Collected data entries

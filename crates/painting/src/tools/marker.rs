//! Flat-nib marker

use artboard_config::DEFAULT_STROKE_WIDTH;

use super::Tool;
use crate::constants::{MARKER_LINE_WIDTH, MARKER_PASS_STEP};
use crate::context::PaintContext;
use crate::cursor::CursorHint;
use crate::types::{CompositeMode, LineCap, LineJoin, Point, Rgba};

/// Draws each segment as a fan of thin diagonal passes that fade towards
/// one edge of the nib
#[derive(Debug, Clone)]
pub struct Marker {
    color: Rgba,
    width: f32,
    last_point: Option<Point>,
}

impl Marker {
    pub fn new(color: Rgba, width: f32) -> Self {
        Self {
            color,
            width,
            last_point: None,
        }
    }
}

impl Default for Marker {
    fn default() -> Self {
        Self::new(Rgba::BLACK, DEFAULT_STROKE_WIDTH)
    }
}

impl Tool for Marker {
    fn name(&self) -> &str {
        "Marker"
    }

    fn cursor(&self) -> Option<CursorHint> {
        Some(CursorHint::circle(self.width))
    }

    fn start_stroke(&mut self, point: Point, ctx: &mut dyn PaintContext) {
        ctx.set_line_width(MARKER_LINE_WIDTH);
        ctx.set_line_cap(LineCap::Round);
        ctx.set_line_join(LineJoin::Round);
        ctx.set_stroke_style(self.color);
        self.last_point = Some(point);
    }

    fn continue_stroke(&mut self, point: Point, ctx: &mut dyn PaintContext) {
        let Some(last) = self.last_point else {
            self.last_point = Some(point);
            return;
        };
        if last == point {
            return;
        }

        let width = self.width;
        let mut i = 0usize;
        while (i as f32) < width {
            let step = i as f32;
            // Halves round up so odd widths stay centred
            let offset = (width / 2.0 - step + 0.5).floor();
            ctx.set_global_alpha((width - step) / width);
            ctx.begin_path();
            ctx.move_to(Point::new(last.x - offset, last.y - offset));
            ctx.line_to(Point::new(point.x - offset, point.y - offset));
            ctx.stroke();
            i += MARKER_PASS_STEP;
        }
        ctx.begin_path();

        self.last_point = Some(point);
    }

    fn end_stroke(&mut self, ctx: &mut dyn PaintContext) {
        self.last_point = None;
        ctx.set_global_alpha(1.0);
        ctx.set_composite(CompositeMode::SourceOver);
    }
}
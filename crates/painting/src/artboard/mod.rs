//! Artboard driver
//!
//! This module connects:
//! - Pointer input (down/move/up/leave/enter, already in surface pixels)
//! - The active tool (start/continue/end stroke)
//! - The mounted paint context
//! - Snapshot history (one entry per finished stroke or clear)
//!
//! Until a context is mounted every call is a harmless no-op, and nothing
//! here raises: outcomes are reported as booleans and logged.

mod stroke;
mod surface_ops;
mod undo;

use artboard_config::{ArtboardConfig, ToolConfig};
use tracing::{debug, warn};

use crate::context::PaintContext;
use crate::cursor::CursorHint;
use crate::history::{History, SnapshotTarget};
use crate::tools::{ActiveTool, Tool, ToolConfigError};
use crate::types::{ColorParseError, Rgba};

/// Errors building an artboard from configuration
#[derive(Debug, thiserror::Error)]
pub enum ArtboardError {
    #[error("Invalid tool configuration: {0}")]
    Tool(#[from] ToolConfigError),
    #[error("Invalid background: {0}")]
    Background(#[from] ColorParseError),
}

/// Drawing surface driver owning the context, the active tool and history
pub struct Artboard<C> {
    /// Mounted paint target (None until `mount`)
    pub(crate) context: Option<C>,
    /// Tool receiving strokes
    pub(crate) tool: ActiveTool,
    /// Snapshot history (None when disabled)
    pub(crate) history: Option<History>,
    /// True between pointer down and the end of the stroke
    pub(crate) drawing: bool,
    /// Colour used by `mount` and `clear`
    pub(crate) background: Rgba,
}

impl<C: PaintContext + SnapshotTarget> Artboard<C> {
    /// Unmounted artboard with the given tool and no history
    pub fn new(tool: ActiveTool) -> Self {
        Self {
            context: None,
            tool,
            history: None,
            drawing: false,
            background: Rgba::WHITE,
        }
    }

    /// Build tool, history and background from configuration
    pub fn from_config(config: &ArtboardConfig) -> Result<Self, ArtboardError> {
        let background = Rgba::from_hex(&config.canvas.background)?;
        let tool = tool_for_background(&config.tool, background)?;
        let mut artboard = Self::new(tool).with_background(background);
        if config.history.enabled {
            artboard = artboard.with_history(History::with_max_depth(config.history.max_depth));
        }
        Ok(artboard)
    }

    /// Switch to a tool built from configuration; the eraser erases to
    /// this artboard's background
    pub fn configure_tool(&mut self, config: &ToolConfig) -> Result<(), ArtboardError> {
        let tool = tool_for_background(config, self.background)?;
        self.set_tool(tool);
        Ok(())
    }

    pub fn with_history(mut self, history: History) -> Self {
        self.history = Some(history);
        self
    }

    pub fn with_background(mut self, background: Rgba) -> Self {
        self.background = background;
        self
    }

    /// Take ownership of a context: paint the background, bind history and
    /// record the blank surface as the first snapshot
    pub fn mount(&mut self, mut context: C) {
        if self.context.is_some() {
            warn!("mount: replacing an already mounted context");
        }
        self.drawing = false;

        let (width, height) = context.dimensions();
        context.set_fill_style(self.background);
        context.fill_rect(0.0, 0.0, width as f32, height as f32);

        if let Some(history) = self.history.as_mut() {
            history.clear();
            history.attach(&context);
            if let Err(e) = history.push_state(&context) {
                warn!("mount: initial snapshot failed: {}", e);
            }
        }
        debug!("mount: {}x{} surface, tool {}", width, height, self.tool.name());
        self.context = Some(context);
    }

    /// Give the context back; an in-flight stroke is abandoned
    pub fn unmount(&mut self) -> Option<C> {
        self.drawing = false;
        self.context.take()
    }

    pub fn is_mounted(&self) -> bool {
        self.context.is_some()
    }

    pub fn context(&self) -> Option<&C> {
        self.context.as_ref()
    }

    pub fn context_mut(&mut self) -> Option<&mut C> {
        self.context.as_mut()
    }

    pub fn tool(&self) -> &ActiveTool {
        &self.tool
    }

    /// Cursor the host should show for the active tool
    pub fn cursor(&self) -> Option<CursorHint> {
        self.tool.cursor()
    }

    pub fn history(&self) -> Option<&History> {
        self.history.as_ref()
    }

    pub fn background(&self) -> Rgba {
        self.background
    }
}

fn tool_for_background(config: &ToolConfig, background: Rgba) -> Result<ActiveTool, ToolConfigError> {
    Ok(match ActiveTool::from_config(config)? {
        ActiveTool::Eraser(eraser) => ActiveTool::Eraser(eraser.with_background(background)),
        tool => tool,
    })
}
//! Error types for snapshot history

/// Failures from a surface's snapshot codec
#[derive(Debug, thiserror::Error)]
pub enum SnapshotError {
    #[error("Snapshot encode failed: {0}")]
    Encode(String),
    #[error("Snapshot decode failed: {0}")]
    Decode(String),
    #[error("Image codec error: {0}")]
    Image(#[from] image::ImageError),
}

/// Recoverable history failures; none of these leave the stack inconsistent
#[derive(Debug, thiserror::Error)]
pub enum HistoryError {
    #[error("History used before a surface was attached")]
    NotInitialized,
    #[error("Already at the oldest snapshot")]
    NoOlderState,
    #[error("Already at the newest snapshot")]
    NoNewerState,
    #[error("Snapshot capture produced no data")]
    EncodeFailure,
    #[error("Failed to restore snapshot: {0}")]
    Restore(#[from] SnapshotError),
}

Task directions — Each line in the records above that contains the word "offset" must be copied.

Output —
            let offset = (width / 2.0 - step + 0.5).floor();
            ctx.move_to(Point::new(last.x - offset, last.y - offset));
            ctx.line_to(Point::new(point.x - offset, point.y - offset));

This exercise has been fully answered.